月壤钻进排屑模型与曲面螺旋式取心钻具研究

发布时间：2018-07-05 10:37

本文选题：月球钻探 + 取心钻头　；参考：《哈尔滨工业大学》2016年博士论文

【摘要】：我国探月三期工程核心目标是实现月球次表层月壤钻进采样并返回,钻进采样器搭载的钻具是整个工程的执行末端,钻具与月壤直接接触,其外部结构设计对分系统钻进负载、钻头温度、取样率等方面有决定性影响。钻具的外部结构包含钻杆排屑结构、钻头排屑结构、钻头取样口结构和钻头岩石切削结构等几个部分。本论文以月壤的螺旋排屑过程建模为基础,对钻具结构进行设计优化研究,并通过模拟月壤钻取实验及离散单元仿真进行验证。资料显示月壤是一种流动性较差粉体物质,同时处于月表没有水和大气的环境中。在月球表层回转钻进采样过程中月壤碎屑需要通过钻头与钻杆的螺旋排屑结构排出钻进区域,若排屑不畅会导致钻具负载增加甚至卡钻。本文首先分析了月壤在钻具螺旋槽内的流动特征,定义了钻具的理想排屑状态。建立月壤碎屑流动的通量平衡关系,利用排屑槽内月壤的运动学及力学分析建立起月壤流动状态与钻具结构参数之间的关系模型,定义排屑能力系数来表征钻具在指定钻进规程下的月壤碎屑移除能力。

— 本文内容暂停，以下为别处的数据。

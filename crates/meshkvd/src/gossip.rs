//! Topic-based epidemic gossip over the transport
//!
//! Every message travels in a [`GossipEnvelope`] carried by a `Gossip` frame.
//! Unseen envelopes are delivered locally and relayed to every other
//! connected peer until their hop budget runs out. Targeted envelopes
//! (latency probes, sync traffic) go straight to the target when it is
//! directly connected and are flooded otherwise, which lets peers without a
//! direct session still reach each other through neighbours.

use crate::events::NodeEvent;
use crate::probe::LatencyProber;
use crate::registry::{IngestOutcome, PeerRegistry};
use crate::status::NodeCounters;
use crate::storage::{ApplyOutcome, Storage};
use crate::sync::{SyncCoordinator, SyncRequest, SyncResponse};
use meshkv_core::crypto::{
    now_millis, sign_announce, validate_timestamp, verify_write_owner, verify_write_signature,
    KeyPair,
};
use meshkv_core::types::{
    AnnounceBody, AnnounceMessage, Bytes32, PeerId, SignatureScheme, SignedWrite,
    MAX_MESSAGE_LENGTH, MIN_TIMESTAMP_TOLERANCE_SECS,
};
use meshkv_core::Error as CoreError;
use meshkv_net::{Frame, FrameError, FrameType, PeerAddr, Transport};
use parking_lot::{Mutex, RwLock};
use rand::Rng;
use serde::{Deserialize, Serialize};
use std::collections::{HashMap, HashSet, VecDeque};
use std::sync::atomic::{AtomicBool, Ordering};
use std::sync::Arc;
use std::time::{Duration, Instant};
use thiserror::Error;
use tokio::sync::broadcast;
use tokio::task::JoinHandle;
use tracing::{debug, error, info, warn};

/// Membership announcements
pub const TOPIC_DISCOVERY: &str = "meshkv/discovery";
/// Signed write propagation
pub const TOPIC_DATA: &str = "meshkv/data";
/// Delta sync requests and responses
pub const TOPIC_SYNC: &str = "meshkv/sync";
/// Latency probes
pub const TOPIC_LATENCY: &str = "meshkv/latency";
/// Prefix reserved for built-in topics
pub const RESERVED_TOPIC_PREFIX: &str = "meshkv/";
/// Longest accepted custom topic name
pub const MAX_TOPIC_LEN: usize = 256;

/// Default hop budget for new envelopes
pub const DEFAULT_GOSSIP_TTL: u8 = 6;
/// How long envelope ids are remembered
pub const SEEN_CACHE_TTL: Duration = Duration::from_secs(600);
/// Upper bound on remembered envelope ids
pub const SEEN_CACHE_CAPACITY: usize = 16_384;
/// Peer addresses carried in one announcement
pub const MAX_ANNOUNCED_PEERS: usize = 16;

/// Gossip errors
#[derive(Debug, Error)]
pub enum GossipError {
    #[error("Message too large: {size} bytes (max {max})")]
    MessageTooLarge { size: usize, max: usize },
    #[error("Invalid topic: {0:?}")]
    InvalidTopic(String),
    #[error("Encoding error: {0}")]
    Encoding(#[from] postcard::Error),
    #[error("Frame error: {0}")]
    Frame(#[from] FrameError),
    #[error("Core error: {0}")]
    Core(#[from] CoreError),
}

// =============================================================================
// WIRE TYPES
// =============================================================================

/// Payload carried inside an envelope
#[derive(Debug, Clone, PartialEq, Eq, Serialize, Deserialize)]
pub enum GossipMessage {
    Announce(AnnounceMessage),
    Write(SignedWrite),
    Custom {
        content: Vec<u8>,
        timestamp: i64,
    },
    LatencyRequest {
        nonce: u64,
        sent_at: i64,
    },
    LatencyResponse {
        nonce: u64,
        sent_at: i64,
        responded_at: i64,
        region: Option<String>,
    },
    SyncRequest(SyncRequest),
    SyncResponse(SyncResponse),
}

impl GossipMessage {
    /// Topic a built-in message must travel on; `None` for custom messages
    pub fn builtin_topic(&self) -> Option<&'static str> {
        match self {
            GossipMessage::Announce(_) => Some(TOPIC_DISCOVERY),
            GossipMessage::Write(_) => Some(TOPIC_DATA),
            GossipMessage::Custom { .. } => None,
            GossipMessage::LatencyRequest { .. } | GossipMessage::LatencyResponse { .. } => {
                Some(TOPIC_LATENCY)
            }
            GossipMessage::SyncRequest(_) | GossipMessage::SyncResponse(_) => Some(TOPIC_SYNC),
        }
    }
}

/// Routed gossip message
#[derive(Debug, Clone, PartialEq, Eq, Serialize, Deserialize)]
pub struct GossipEnvelope {
    /// BLAKE3(origin || nonce || payload)
    pub id: Bytes32,
    pub origin: PeerId,
    /// Single recipient, or `None` for everyone
    pub target: Option<PeerId>,
    pub topic: String,
    /// Remaining hops
    pub ttl: u8,
    pub nonce: u64,
    /// postcard-encoded [`GossipMessage`]
    pub payload: Vec<u8>,
}

impl GossipEnvelope {
    pub fn new(
        origin: PeerId,
        target: Option<PeerId>,
        topic: impl Into<String>,
        ttl: u8,
        payload: Vec<u8>,
    ) -> Self {
        let nonce: u64 = rand::thread_rng().gen();
        Self {
            id: Self::compute_id(&origin, nonce, &payload),
            origin,
            target,
            topic: topic.into(),
            ttl,
            nonce,
            payload,
        }
    }

    pub fn compute_id(origin: &PeerId, nonce: u64, payload: &[u8]) -> Bytes32 {
        let mut hasher = blake3::Hasher::new();
        hasher.update(origin.as_bytes());
        hasher.update(&nonce.to_be_bytes());
        hasher.update(payload);
        *hasher.finalize().as_bytes()
    }

    pub fn verify_id(&self) -> bool {
        Self::compute_id(&self.origin, self.nonce, &self.payload) == self.id
    }

    pub fn decode_message(&self) -> Result<GossipMessage, postcard::Error> {
        postcard::from_bytes(&self.payload)
    }

    pub fn to_frame(&self) -> Result<Frame, FrameError> {
        Frame::encode(FrameType::Gossip, self)
    }
}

为提高模型精度,对影响月壤排屑流动的钻具回转动力学因素,拟流体粘滞效应等进行了分析,并设定了相应的修正系数。在月壤螺旋排屑模型的基础上,对钻杆结构参数进行优化设计,通过钻杆对模拟月壤的排屑实验对排屑模型及构型参数进行验证。另外还给出了钻杆排屑轴向力与扭矩的转换关系,并在复杂钻进规程实验中进行了验证。为从细观角度观测月壤在排屑槽内的流动状态,对月壤进行了离散元建模并参数匹配,离散元仿真结果为排屑流动假设及排屑模型理论提供支撑。在传统探月钻具设计中,钻具排屑负载主要集中于钻头与钻杆连接处,该位置月壤滞流严重,本文提出实现了钻头钻杆共体设计,将排屑能力设计作为钻头构型设计的重点,以提升钻具整体性能。依据月壤在螺旋槽内的排屑模型,利用空间微分几何建模方法设计了曲面基体和空间螺旋曲线包络的排屑通道,该排屑通道与钻杆结构参数一致,其设计排屑能力与钻杆相匹配。通过多种典型构型钻头钻进负载实验进行对比,钻进对象包括小粒径模拟月壤及临界尺度模拟月壤。利用离散元仿真,定性观察了小尺度月壤及临界尺度月壤在不同构型钻头排屑槽内的流动及受力状态,对负载偏差进行了解释。钻头取样口结构设计对其取样能力的影响是一个复杂的难题,具有较强的随机性,本文对钻头取样口结构发生变化时,目标取样区土体的失效形式进行了分析,给出了取样率的预测模型,并通过取样实验进行了验证。利用离散元仿真方法研究了钻具对月壤周向层理信息的影响。本文还研究了在曲面螺旋钻头构型的基础上实现月岩钻进的工程方案,提出CBN磨粒镍基电铸及硬质合金切削具镶嵌两种方法,分析了两种方法在岩石钻进特性上的差异,并通过模拟月岩钻进实验进行了对比验证。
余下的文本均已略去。